Iran's hardline President Mahmoud Ahmadinejad has provoked another storm of controversy by claiming many people believe the U.S. government staged the September 11 attacks in an attempt to assure Israel's survival.

His comments prompted the U.S. delegation to walk out of the UN chamber, where he also blamed the U.S. as the power behind UN Security Council sanctions against Iran for its refusal to halt uranium enrichment, a technology that can be used as fuel for electricity generation or to build nuclear weapons.

Delegations from all 27 European Union nations including the UK followed the Americans out along with representatives from Australia, New Zealand, Canada and Costa Rica, an EU diplomat said.

The Iranian leader - who has in the past cast doubt over the US version of the September 11 2001 attacks - also called for an independent fact-finding UN team to be established to probe the attacks. That, he said, would keep the terror assault from turning into what he has called a sacred issue like the Holocaust, where "expressing opinion about it won't be banned".

Ahmadinejad did not explain the logic behind blaming the U.S. for the terror attacks but said there were three theories: One, he said, was that a "powerful and complex terrorist group" penetrated US intelligence and defenses, which is advocated "by American statesmen".

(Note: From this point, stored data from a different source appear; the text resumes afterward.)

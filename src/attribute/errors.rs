use thiserror::Error;

/// Attribute encoding errors.
#[derive(Error, Debug)]
pub enum AttributeDecodeError {
    /// Error reading field value.
    #[error("Error reading field value.")]
    ReadFailure(#[from] std::io::Error),
    /// Failed to convert byte sequence into a UTF-8 string.
    #[error("Failed to convert byte sequence into a UTF-8 string.")]
    InvalidString(#[from] std::string::FromUtf8Error),
    /// Not enough data was provided to decode the value.
    #[error("Not enough data.")]
    InsufficientData(),
    /// Unrecognized field value was provided.
    #[error("Invalid field value: {0}.")]
    InvalidValue(u128),
}

/// Attribute decoding errors.
#[derive(Error, Debug)]
pub enum AttributeEncodeError {
    /// Error writing field value.
    #[error("Error writing field value.")]
    WriteFailure(#[from] std::io::Error),
    /// The encoded UTF-8 value crosses the size limit for the field.
    /// The REALM, SERVER, reason phrases, and NONCE are limited to 127 characters (763 bytes). USERNAME to 513 bytes.
    #[error("UTF-8 value too big. Limit: {limit}, current length: {length}.")]
    Utf8ValueTooBig {
        /// The size limit specified in RFC
        limit: usize,
        /// The current length of the encoded value
        length: usize,
    },
}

Another, he said, was that "some segments within the U.S. government orchestrated the attack to reverse the declining American economy and its grip on the Middle East in order also to save the Zionist regime. The majority of the American people as well as other nations and politicians agree with this view".

Ahmadinejad said the U.S. used the September 11 attacks as a pretext to invade Afghanistan and Iraq, killing hundreds of thousands of people. He argued that the U.S., instead, should have "designed a logical plan" to punish the perpetrators and not occupy two independent states and shed so much blood, the Press Association reported.